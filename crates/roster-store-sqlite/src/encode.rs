//! Encoding and decoding helpers between Rust domain types and the plain-text
//! representations stored in SQLite columns.
//!
//! Timestamps are stored as fixed-width RFC 3339 strings (microsecond
//! precision, `Z` suffix) so they order lexicographically. Calendar dates are
//! `YYYY-MM-DD`. String lists are compact JSON arrays. UUIDs are hyphenated
//! lowercase strings.

use std::str::FromStr;

use chrono::{DateTime, NaiveDate, SecondsFormat, Utc};
use roster_core::{
  action::{Action, ActionStatus},
  event::{Event, EventMode, ManualLink},
  participation::{Participation, ParticipationStatus},
  role::{Department, Role},
  volunteer::Volunteer,
};
use uuid::Uuid;

use crate::{Error, Result};

// ─── Uuid ─────────────────────────────────────────────────────────────────────

pub fn encode_uuid(id: Uuid) -> String { id.hyphenated().to_string() }

pub fn decode_uuid(s: &str) -> Result<Uuid> { Ok(Uuid::parse_str(s)?) }

fn decode_opt_uuid(s: Option<&str>) -> Result<Option<Uuid>> {
  s.map(decode_uuid).transpose()
}

// ─── DateTime<Utc> ────────────────────────────────────────────────────────────

pub fn encode_dt(dt: DateTime<Utc>) -> String {
  dt.to_rfc3339_opts(SecondsFormat::Micros, true)
}

pub fn decode_dt(s: &str) -> Result<DateTime<Utc>> {
  DateTime::parse_from_rfc3339(s)
    .map(|dt| dt.with_timezone(&Utc))
    .map_err(|e| Error::DateParse(e.to_string()))
}

// ─── NaiveDate ────────────────────────────────────────────────────────────────

pub fn encode_date(d: NaiveDate) -> String { d.format("%Y-%m-%d").to_string() }

fn decode_opt_date(s: Option<&str>) -> Result<Option<NaiveDate>> {
  s.map(|s| {
    NaiveDate::parse_from_str(s, "%Y-%m-%d")
      .map_err(|e| Error::DateParse(format!("{s:?}: {e}")))
  })
  .transpose()
}

// ─── Enum columns ─────────────────────────────────────────────────────────────

fn decode_enum<T: FromStr>(column: &'static str, s: &str) -> Result<T> {
  T::from_str(s).map_err(|_| Error::UnknownValue {
    column,
    value: s.to_owned(),
  })
}

// ─── String lists ─────────────────────────────────────────────────────────────

pub fn encode_list(items: &[String]) -> Result<String> {
  Ok(serde_json::to_string(items)?)
}

fn decode_list(s: &str) -> Result<Vec<String>> { Ok(serde_json::from_str(s)?) }

// ─── Row types ───────────────────────────────────────────────────────────────

/// Column list matching [`RawVolunteer::from_row`].
pub const VOLUNTEER_COLUMNS: &str = "volunteer_id, name, city, state, country, \
   kendra, lesson_number, age, gender, contact, skills, created_at";

/// Raw values read directly from a `volunteers` row.
pub struct RawVolunteer {
  pub volunteer_id:  String,
  pub name:          String,
  pub city:          String,
  pub state:         String,
  pub country:       String,
  pub kendra:        String,
  pub lesson_number: String,
  pub age:           Option<u32>,
  pub gender:        String,
  pub contact:       String,
  pub skills:        String,
  pub created_at:    String,
}

impl RawVolunteer {
  pub fn from_row(row: &rusqlite::Row<'_>) -> rusqlite::Result<Self> {
    Ok(Self {
      volunteer_id:  row.get(0)?,
      name:          row.get(1)?,
      city:          row.get(2)?,
      state:         row.get(3)?,
      country:       row.get(4)?,
      kendra:        row.get(5)?,
      lesson_number: row.get(6)?,
      age:           row.get(7)?,
      gender:        row.get(8)?,
      contact:       row.get(9)?,
      skills:        row.get(10)?,
      created_at:    row.get(11)?,
    })
  }

  pub fn into_volunteer(self) -> Result<Volunteer> {
    Ok(Volunteer {
      volunteer_id:  decode_uuid(&self.volunteer_id)?,
      name:          self.name,
      city:          self.city,
      state:         self.state,
      country:       self.country,
      kendra:        self.kendra,
      lesson_number: self.lesson_number,
      age:           self.age,
      gender:        self.gender,
      contact:       self.contact,
      skills:        self.skills,
      created_at:    decode_dt(&self.created_at)?,
    })
  }
}

pub const EVENT_COLUMNS: &str =
  "event_id, name, event_date, location, mode, age_group, description, context";

pub struct RawEvent {
  pub event_id:    String,
  pub name:        String,
  pub event_date:  Option<String>,
  pub location:    String,
  pub mode:        Option<String>,
  pub age_group:   String,
  pub description: String,
  pub context:     String,
}

impl RawEvent {
  pub fn from_row(row: &rusqlite::Row<'_>) -> rusqlite::Result<Self> {
    Ok(Self {
      event_id:    row.get(0)?,
      name:        row.get(1)?,
      event_date:  row.get(2)?,
      location:    row.get(3)?,
      mode:        row.get(4)?,
      age_group:   row.get(5)?,
      description: row.get(6)?,
      context:     row.get(7)?,
    })
  }

  pub fn into_event(self) -> Result<Event> {
    let mode = self
      .mode
      .as_deref()
      .map(|m| decode_enum::<EventMode>("mode", m))
      .transpose()?;
    Ok(Event {
      event_id: decode_uuid(&self.event_id)?,
      name: self.name,
      date: decode_opt_date(self.event_date.as_deref())?,
      location: self.location,
      mode,
      age_group: self.age_group,
      description: self.description,
      context: self.context,
    })
  }
}

pub struct RawDepartment {
  pub department_id: String,
  pub name:          String,
}

impl RawDepartment {
  pub fn from_row(row: &rusqlite::Row<'_>) -> rusqlite::Result<Self> {
    Ok(Self {
      department_id: row.get(0)?,
      name:          row.get(1)?,
    })
  }

  pub fn into_department(self) -> Result<Department> {
    Ok(Department {
      department_id: decode_uuid(&self.department_id)?,
      name:          self.name,
    })
  }
}

pub const ROLE_COLUMNS: &str = "role_id, name, department_id, category, \
   responsibilities, comments, preferred_skills, time_commitment";

pub struct RawRole {
  pub role_id:          String,
  pub name:             String,
  pub department_id:    String,
  pub category:         String,
  pub responsibilities: String,
  pub comments:         String,
  pub preferred_skills: String,
  pub time_commitment:  String,
}

impl RawRole {
  pub fn from_row(row: &rusqlite::Row<'_>) -> rusqlite::Result<Self> {
    Ok(Self {
      role_id:          row.get(0)?,
      name:             row.get(1)?,
      department_id:    row.get(2)?,
      category:         row.get(3)?,
      responsibilities: row.get(4)?,
      comments:         row.get(5)?,
      preferred_skills: row.get(6)?,
      time_commitment:  row.get(7)?,
    })
  }

  pub fn into_role(self) -> Result<Role> {
    Ok(Role {
      role_id:          decode_uuid(&self.role_id)?,
      name:             self.name,
      department_id:    decode_uuid(&self.department_id)?,
      category:         self.category,
      responsibilities: self.responsibilities,
      comments:         self.comments,
      preferred_skills: decode_list(&self.preferred_skills)?,
      time_commitment:  self.time_commitment,
    })
  }
}

pub const PARTICIPATION_COLUMNS: &str = "participation_id, event_id, \
   volunteer_id, department_id, assigned_roles, status, recorded_at";

pub struct RawParticipation {
  pub participation_id: String,
  pub event_id:         String,
  pub volunteer_id:     String,
  pub department_id:    Option<String>,
  pub assigned_roles:   String,
  pub status:           String,
  pub recorded_at:      String,
}

impl RawParticipation {
  pub fn from_row(row: &rusqlite::Row<'_>) -> rusqlite::Result<Self> {
    Ok(Self {
      participation_id: row.get(0)?,
      event_id:         row.get(1)?,
      volunteer_id:     row.get(2)?,
      department_id:    row.get(3)?,
      assigned_roles:   row.get(4)?,
      status:           row.get(5)?,
      recorded_at:      row.get(6)?,
    })
  }

  pub fn into_participation(self) -> Result<Participation> {
    Ok(Participation {
      participation_id: decode_uuid(&self.participation_id)?,
      event_id:         decode_uuid(&self.event_id)?,
      volunteer_id:     decode_uuid(&self.volunteer_id)?,
      department_id:    decode_opt_uuid(self.department_id.as_deref())?,
      assigned_roles:   decode_list(&self.assigned_roles)?,
      status:           decode_enum::<ParticipationStatus>("status", &self.status)?,
      recorded_at:      decode_dt(&self.recorded_at)?,
    })
  }
}

pub const ACTION_COLUMNS: &str =
  "action_id, description, owner_name, due_date, status, event_id, assigned_at";

pub struct RawAction {
  pub action_id:   String,
  pub description: String,
  pub owner_name:  String,
  pub due_date:    Option<String>,
  pub status:      String,
  pub event_id:    Option<String>,
  pub assigned_at: String,
}

impl RawAction {
  pub fn from_row(row: &rusqlite::Row<'_>) -> rusqlite::Result<Self> {
    Ok(Self {
      action_id:   row.get(0)?,
      description: row.get(1)?,
      owner_name:  row.get(2)?,
      due_date:    row.get(3)?,
      status:      row.get(4)?,
      event_id:    row.get(5)?,
      assigned_at: row.get(6)?,
    })
  }

  pub fn into_action(self) -> Result<Action> {
    Ok(Action {
      action_id:   decode_uuid(&self.action_id)?,
      description: self.description,
      owner_name:  self.owner_name,
      due_date:    decode_opt_date(self.due_date.as_deref())?,
      status:      decode_enum::<ActionStatus>("status", &self.status)?,
      event_id:    decode_opt_uuid(self.event_id.as_deref())?,
      assigned_at: decode_dt(&self.assigned_at)?,
    })
  }
}

pub const LINK_COLUMNS: &str = "link_id, event_id, name, url, created_at";

pub struct RawLink {
  pub link_id:    String,
  pub event_id:   String,
  pub name:       String,
  pub url:        String,
  pub created_at: String,
}

impl RawLink {
  pub fn from_row(row: &rusqlite::Row<'_>) -> rusqlite::Result<Self> {
    Ok(Self {
      link_id:    row.get(0)?,
      event_id:   row.get(1)?,
      name:       row.get(2)?,
      url:        row.get(3)?,
      created_at: row.get(4)?,
    })
  }

  pub fn into_link(self) -> Result<ManualLink> {
    Ok(ManualLink {
      link_id:    decode_uuid(&self.link_id)?,
      event_id:   decode_uuid(&self.event_id)?,
      name:       self.name,
      url:        self.url,
      created_at: decode_dt(&self.created_at)?,
    })
  }
}
// ─── Admin allowlist ─────────────────────────────────────────────────────────

#[tokio::test]
async fn admin_lookup_ignores_case_and_repeats() {
  let s = store().await;
  s.add_admin("Coordinator@Example.org").await.unwrap();
  s.add_admin("coordinator@example.org").await.unwrap();

  assert!(s.is_admin("COORDINATOR@example.ORG").await.unwrap());
  assert!(!s.is_admin("someone@example.org").await.unwrap());
}
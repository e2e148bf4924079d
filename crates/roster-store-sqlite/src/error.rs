//! Error type for `roster-store-sqlite`.

use thiserror::Error;

#[derive(Debug, Error)]
pub enum Error {
  #[error("core error: {0}")]
  Core(#[from] roster_core::Error),

  #[error("database error: {0}")]
  Database(#[from] tokio_rusqlite::Error),

  #[error("json error: {0}")]
  Json(#[from] serde_json::Error),

  #[error("uuid parse error: {0}")]
  Uuid(#[from] uuid::Error),

  #[error("date/time parse error: {0}")]
  DateParse(String),

  /// A stored enum column held a value no variant maps to.
  #[error("unknown {column} value: {value:?}")]
  UnknownValue { column: &'static str, value: String },

  #[error("event not found: {0}")]
  EventNotFound(uuid::Uuid),

  /// Rejected by the `(event_id, volunteer_id)` uniqueness constraint.
  #[error("volunteer {volunteer} already has a participation in event {event}")]
  DuplicateParticipation {
    event:     uuid::Uuid,
    volunteer: uuid::Uuid,
  },
}

pub type Result<T, E = Error> = std::result::Result<T, E>;
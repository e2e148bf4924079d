//! Events (also called programs) and the resource links attached to them.

use chrono::{DateTime, NaiveDate, Utc};
use serde::{Deserialize, Serialize};
use strum::{Display, EnumString};
use uuid::Uuid;

use crate::{Error, Result};

/// How an event is attended.
#[derive(
  Debug, Clone, Copy, PartialEq, Eq, Serialize, Deserialize, Display, EnumString,
)]
pub enum EventMode {
  #[serde(rename = "In Person")]
  #[strum(serialize = "In Person")]
  InPerson,
  Online,
  Hybrid,
}

/// An activity volunteers are assigned to.
#[derive(Debug, Clone, PartialEq, Eq, Serialize, Deserialize)]
pub struct Event {
  pub event_id:    Uuid,
  pub name:        String,
  pub date:        Option<NaiveDate>,
  pub location:    String,
  pub mode:        Option<EventMode>,
  pub age_group:   String,
  pub description: String,
  /// Free-text background for the event.
  pub context:     String,
}

/// Input to [`crate::store::RosterStore::add_event`].
#[derive(Debug, Clone, Default, Serialize, Deserialize)]
#[serde(default)]
pub struct NewEvent {
  pub name:        String,
  pub date:        Option<NaiveDate>,
  pub location:    String,
  pub mode:        Option<EventMode>,
  pub age_group:   String,
  pub description: String,
  pub context:     String,
}

impl NewEvent {
  pub fn named(name: impl Into<String>) -> Self {
    Self { name: name.into(), ..Self::default() }
  }

  pub fn validate(&self) -> Result<()> {
    if self.name.trim().is_empty() {
      return Err(Error::MissingField("event name"));
    }
    Ok(())
  }

  pub fn into_event(self, event_id: Uuid) -> Event {
    Event {
      event_id,
      name: self.name,
      date: self.date,
      location: self.location,
      mode: self.mode,
      age_group: self.age_group,
      description: self.description,
      context: self.context,
    }
  }
}

// ─── Manual links ────────────────────────────────────────────────────────────

/// A named URL an operator attached to an event.
#[derive(Debug, Clone, PartialEq, Eq, Serialize, Deserialize)]
pub struct ManualLink {
  pub link_id:    Uuid,
  pub event_id:   Uuid,
  pub name:       String,
  pub url:        String,
  pub created_at: DateTime<Utc>,
}

#[derive(Debug, Clone, Serialize, Deserialize)]
pub struct NewManualLink {
  pub name: String,
  pub url:  String,
}

impl NewManualLink {
  pub fn validate(&self) -> Result<()> {
    if self.name.trim().is_empty() {
      return Err(Error::MissingField("link name"));
    }
    if self.url.trim().is_empty() {
      return Err(Error::MissingField("link url"));
    }
    Ok(())
  }
}
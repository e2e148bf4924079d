//! Event picker: the first screen.

use ratatui::{
  Frame,
  layout::Rect,
  style::{Color, Style},
  text::{Line, Span},
  widgets::{Block, Borders, List, ListItem, ListState, Paragraph},
};

use crate::app::App;

use super::cursor_style;

/// Render the event list into `area`.
pub fn draw(f: &mut Frame, area: Rect, app: &App) {
  let events = &app.roster.events;

  let block = Block::default()
    .title(format!(" Events ({}) ", events.len()))
    .borders(Borders::ALL)
    .border_style(Style::default().fg(Color::DarkGray));

  if events.is_empty() {
    let inner = block.inner(area);
    f.render_widget(block, area);
    f.render_widget(
      Paragraph::new(Span::styled(
        "No events yet.",
        Style::default().fg(Color::DarkGray),
      )),
      inner,
    );
    return;
  }

  let items: Vec<ListItem> = events
    .iter()
    .map(|event| {
      let date = event
        .date
        .map(|d| d.format("%Y-%m-%d").to_string())
        .unwrap_or_else(|| "undated   ".to_owned());
      let mode = event.mode.map(|m| m.to_string()).unwrap_or_default();

      let mut spans = vec![
        Span::styled(format!("{date}  "), Style::default().fg(Color::Cyan)),
        Span::raw(event.name.clone()),
      ];
      if !event.location.is_empty() {
        spans.push(Span::styled(
          format!("  @ {}", event.location),
          Style::default().fg(Color::DarkGray),
        ));
      }
      if !mode.is_empty() {
        spans.push(Span::styled(
          format!("  [{mode}]"),
          Style::default().fg(Color::DarkGray),
        ));
      }
      ListItem::new(Line::from(spans))
    })
    .collect();

  let mut state = ListState::default();
  state.select(Some(app.event_cursor));

  f.render_stateful_widget(
    List::new(items).block(block).highlight_style(cursor_style()),
    area,
    &mut state,
  );
}
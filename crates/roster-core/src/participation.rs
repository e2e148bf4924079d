//! Participation: the join record between a volunteer and an event.

use chrono::{DateTime, Utc};
use serde::{Deserialize, Serialize};
use strum::{Display, EnumString};
use uuid::Uuid;

/// Free status label carried by a participation. No transitions between
/// values are enforced.
#[derive(
  Debug,
  Clone,
  Copy,
  PartialEq,
  Eq,
  Default,
  Serialize,
  Deserialize,
  Display,
  EnumString,
)]
pub enum ParticipationStatus {
  #[default]
  Assigned,
  Withdrawn,
  Unavailable,
}

/// A volunteer's assignment to an event.
///
/// `assigned_roles` holds role display names; renaming a role does not
/// rewrite existing participations.
#[derive(Debug, Clone, PartialEq, Eq, Serialize, Deserialize)]
pub struct Participation {
  pub participation_id: Uuid,
  pub event_id:         Uuid,
  pub volunteer_id:     Uuid,
  pub department_id:    Option<Uuid>,
  pub assigned_roles:   Vec<String>,
  pub status:           ParticipationStatus,
  /// Set by the store on creation.
  pub recorded_at:      DateTime<Utc>,
}

/// Input to [`crate::store::RosterStore::record_participation`].
#[derive(Debug, Clone, PartialEq, Eq)]
pub struct NewParticipation {
  pub event_id:       Uuid,
  pub volunteer_id:   Uuid,
  pub department_id:  Option<Uuid>,
  pub assigned_roles: Vec<String>,
  pub status:         ParticipationStatus,
}

impl NewParticipation {
  pub fn into_participation(
    self,
    participation_id: Uuid,
    recorded_at: DateTime<Utc>,
  ) -> Participation {
    Participation {
      participation_id,
      event_id: self.event_id,
      volunteer_id: self.volunteer_id,
      department_id: self.department_id,
      assigned_roles: self.assigned_roles,
      status: self.status,
      recorded_at,
    }
  }
}

/// The fields an assignment edit overwrites. Everything else on the record
/// is left alone.
#[derive(Debug, Clone, PartialEq, Eq, Serialize, Deserialize)]
pub struct AssignmentPatch {
  pub department_id:  Uuid,
  #[serde(default)]
  pub assigned_roles: Vec<String>,
}

/// Body of a status change. Only `status` is overwritten.
#[derive(Debug, Clone, Copy, PartialEq, Eq, Serialize, Deserialize)]
pub struct StatusPatch {
  pub status: ParticipationStatus,
}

## EXERCISE INSTRUCTIONS
Your answer should be each line from the entries that includes the string "kendra".

## YOUR SOLUTION
   kendra, lesson_number, age, gender, contact, skills, created_at";
  pub kendra:        String,
      kendra:        row.get(5)?,
      kendra:        self.kendra,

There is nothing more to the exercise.